Dissociado dessa concepção, o documento imprime uma perspectiva clínica à educação e confere à deficiência o rótulo de anormalidade, e não de característica. Embora as parcerias entre profissionais da saúde e escola sejam válidas e importantes, descaracterizar a sala de aula com a presença de profissionais da saúde é, no mínimo, problemático. Sala de aula não é consultório, tem propósito e funções diferentes, por isso a necessidade de reafirmá-la como lugar de socialização e acolhimento, para que, a partir das vivências e dinâmicas coletivas, as crianças possam aprender, especialmente, sobre diversidade e respeito.

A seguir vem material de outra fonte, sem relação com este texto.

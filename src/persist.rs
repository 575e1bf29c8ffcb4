//! XML persistence for the processing graph
//!
//! The document carries one element per node with its name and handler
//! type tag, a parameters block, and a ports block; each output port lists
//! the ids of the input ports it feeds. Loading is all-or-nothing: any
//! failure leaves the graph empty, never partially populated.

use std::collections::{HashMap, HashSet};
use std::fs;
use std::path::Path;

use quick_xml::se::Serializer;
use serde::{Deserialize, Serialize};
use tracing::{debug, info};

use crate::error::{PipeGraphError, Result};
use crate::graph::ProcessingGraph;
use crate::handlers::Handler;
use crate::port::{Direction, Port, PortRef};

/// Size limit for graph documents.
pub const MAX_DOC_SIZE: usize = 1_048_576; // 1 MB

#[derive(Debug, Serialize, Deserialize, PartialEq, Eq, Default)]
#[serde(rename = "graph")]
pub struct GraphDoc {
    #[serde(rename = "node", default)]
    pub nodes: Vec<NodeDoc>,
}

#[derive(Debug, Serialize, Deserialize, PartialEq, Eq)]
pub struct NodeDoc {
    #[serde(rename = "@name")]
    pub name: String,
    #[serde(rename = "@type")]
    pub kind: String,
    #[serde(default)]
    pub params: ParamsDoc,
    #[serde(default)]
    pub ports: PortsDoc,
}

#[derive(Debug, Serialize, Deserialize, PartialEq, Eq, Default)]
pub struct ParamsDoc {
    #[serde(rename = "param", default)]
    pub params: Vec<ParamDoc>,
}

#[derive(Debug, Serialize, Deserialize, PartialEq, Eq)]
pub struct ParamDoc {
    #[serde(rename = "@name")]
    pub name: String,
    #[serde(rename = "@value")]
    pub value: String,
}

#[derive(Debug, Serialize, Deserialize, PartialEq, Eq, Default)]
pub struct PortsDoc {
    #[serde(rename = "input", default)]
    pub inputs: Vec<InputPortDoc>,
    #[serde(rename = "output", default)]
    pub outputs: Vec<OutputPortDoc>,
}

#[derive(Debug, Serialize, Deserialize, PartialEq, Eq)]
pub struct InputPortDoc {
    #[serde(rename = "@name")]
    pub name: String,
    #[serde(rename = "@id")]
    pub id: u32,
}

#[derive(Debug, Serialize, Deserialize, PartialEq, Eq)]
pub struct OutputPortDoc {
    #[serde(rename = "@name")]
    pub name: String,
    #[serde(rename = "@id")]
    pub id: u32,
    #[serde(rename = "connection", default)]
    pub connections: Vec<ConnectionDoc>,
}

#[derive(Debug, Serialize, Deserialize, PartialEq, Eq)]
pub struct ConnectionDoc {
    #[serde(rename = "@to")]
    pub to: u32,
}

/// Assign a persistence id to every port that lacks one. Ids stick across
/// subsequent saves.
fn assign_persist_ids(graph: &mut ProcessingGraph) {
    let mut next = graph.next_persist_id;
    for node in graph.nodes_mut() {
        for port in node.ports_mut() {
            if port.persist_id.is_none() {
                port.persist_id = Some(next);
                next += 1;
            }
        }
    }
    graph.next_persist_id = next;
}

/// Build the document model for a graph, assigning persistence ids first.
pub(crate) fn graph_to_doc(graph: &mut ProcessingGraph) -> GraphDoc {
    assign_persist_ids(graph);

    let mut nodes = Vec::with_capacity(graph.nodes().len());
    for node in graph.nodes() {
        // BTreeMap iteration keeps the parameter block deterministic
        let params = node
            .handler
            .params()
            .iter()
            .map(|(name, value)| ParamDoc {
                name: name.clone(),
                value: value.clone(),
            })
            .collect();

        let inputs = node
            .inputs()
            .iter()
            .map(|port| InputPortDoc {
                name: port.name.clone(),
                id: port.persist_id.expect("assigned in id pass"),
            })
            .collect();

        let outputs = node
            .outputs()
            .iter()
            .map(|port| OutputPortDoc {
                name: port.name.clone(),
                id: port.persist_id.expect("assigned in id pass"),
                connections: port
                    .peers()
                    .iter()
                    .filter_map(|peer| {
                        graph.port(peer).ok().and_then(|p| p.persist_id)
                    })
                    .map(|to| ConnectionDoc { to })
                    .collect(),
            })
            .collect();

        nodes.push(NodeDoc {
            name: node.name.clone(),
            kind: node.handler.kind().as_tag().to_string(),
            params: ParamsDoc { params },
            ports: PortsDoc { inputs, outputs },
        });
    }
    GraphDoc { nodes }
}

/// Serialize a graph to XML text.
pub fn graph_to_string(graph: &mut ProcessingGraph) -> Result<String> {
    let doc = graph_to_doc(graph);
    let mut buffer = String::from("<?xml version=\"1.0\" encoding=\"UTF-8\"?>\n");
    let mut serializer = Serializer::new(&mut buffer);
    serializer.indent(' ', 2);
    doc.serialize(serializer)?;
    buffer.push('\n');
    Ok(buffer)
}

/// Write a graph to an XML file.
pub fn save_graph_file<P: AsRef<Path>>(graph: &mut ProcessingGraph, path: P) -> Result<()> {
    let content = graph_to_string(graph)?;
    fs::write(path.as_ref(), content)?;
    info!(
        path = %path.as_ref().display(),
        nodes = graph.len(),
        "Saved graph"
    );
    Ok(())
}

/// Replace `graph` with the contents of an XML file. On any failure the
/// graph ends up empty.
pub async fn load_graph_file<P: AsRef<Path>>(graph: &mut ProcessingGraph, path: P) -> Result<()> {
    graph.clear();
    if let Err(e) = load_inner(graph, path.as_ref()).await {
        graph.clear();
        return Err(e);
    }
    info!(path = %path.as_ref().display(), nodes = graph.len(), "Loaded graph");
    Ok(())
}

async fn load_inner(graph: &mut ProcessingGraph, path: &Path) -> Result<()> {
    let content = fs::read_to_string(path)?;
    if content.len() > MAX_DOC_SIZE {
        return Err(PipeGraphError::DocumentTooLarge(content.len()));
    }
    let doc: GraphDoc = quick_xml::de::from_str(&content)?;
    restore_graph(graph, &doc).await
}

/// Rebuild a graph from its document model.
///
/// Nodes go through the same construction path as `create_node` (so probe
/// hooks run), then their constructor-derived ports are discarded and
/// rebuilt from the document. Parameters are inserted raw, without schema
/// validation. Connections replay through `connect`, creating backing files
/// fresh.
pub(crate) async fn restore_graph(graph: &mut ProcessingGraph, doc: &GraphDoc) -> Result<()> {
    let mut inputs_by_id: HashMap<u32, PortRef> = HashMap::new();
    let mut seen_ids: HashSet<u32> = HashSet::new();
    let mut max_id = 0u32;
    let mut connections: Vec<(PortRef, u32)> = Vec::new();

    for node_doc in &doc.nodes {
        let id = graph.create_node(&node_doc.name, &node_doc.kind).await?;
        let node = graph.node_mut(id)?;

        for param in &node_doc.params.params {
            node.handler
                .params_mut()
                .insert(param.name.clone(), param.value.clone());
        }
        // Probing handlers see default parameters during create_node; run
        // the hook again now that the saved parameters are in place
        node.handler.init().await;

        let mut inputs = Vec::with_capacity(node_doc.ports.inputs.len());
        for input in &node_doc.ports.inputs {
            if !seen_ids.insert(input.id) {
                return Err(PipeGraphError::MalformedDocument(format!(
                    "duplicate port id {}",
                    input.id
                )));
            }
            max_id = max_id.max(input.id);
            let mut port = Port::new(id, &input.name, Direction::In);
            port.persist_id = Some(input.id);
            inputs_by_id.insert(input.id, PortRef::input(id, &input.name));
            inputs.push(port);
        }

        let mut outputs = Vec::with_capacity(node_doc.ports.outputs.len());
        for output in &node_doc.ports.outputs {
            if !seen_ids.insert(output.id) {
                return Err(PipeGraphError::MalformedDocument(format!(
                    "duplicate port id {}",
                    output.id
                )));
            }
            max_id = max_id.max(output.id);
            let mut port = Port::new(id, &output.name, Direction::Out);
            port.persist_id = Some(output.id);
            outputs.push(port);
            for connection in &output.connections {
                connections.push((PortRef::output(id, &output.name), connection.to));
            }
        }

        node.replace_ports(inputs, outputs);
        debug!(node = %node_doc.name, "Restored node");
    }

    for (from, to_id) in connections {
        let to = inputs_by_id
            .get(&to_id)
            .ok_or_else(|| {
                PipeGraphError::MalformedDocument(format!(
                    "connection to unknown input port id {to_id}"
                ))
            })?
            .clone();
        graph.connect(&from, &to)?;
    }

    if !seen_ids.is_empty() {
        graph.next_persist_id = graph.next_persist_id.max(max_id + 1);
    }
    Ok(())
}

Convidada para participar do grupo de trabalho de revisão dos referenciais curriculares dos materiais da Nossa Rede Educação Infantil (Salvador), Maria do Carmo diz estar atenta a tais questões, uma vez que a Educação Inclusiva é um princípio para toda a Educação Básica e vai além da deficiência. “Entender a inclusão é um processo dinâmico e complexo, porque envolve escutar as famílias para entender as crianças, e, somente a partir daí, conhecer as suas necessidades”. 

Ao eleger exclusivamente o autismo para sustentar seu controverso discurso de inclusão, o Parecer 50 coloca sob suspeição intenções mercadológicas, além de negligenciar o debate central sobre acessibilidade e, consequentemente, sobre os direitos da pessoa com deficiência.

A sociedade brasileira precisa reunir esforços para acompanhar e lutar pelo cumprimento dos marcos legais vigentes, como a Política Nacional de Educação Especial na Perspectiva da Educação Inclusiva e a Lei Brasileira da Inclusão (LBI), e, a partir desses dispositivos, desenvolver possibilidades para que todas as pessoas, com e sem deficiência, possam exercer seus direitos e liberdades, em condições equitativas, como assegura a LBI, em seu artigo primeiro.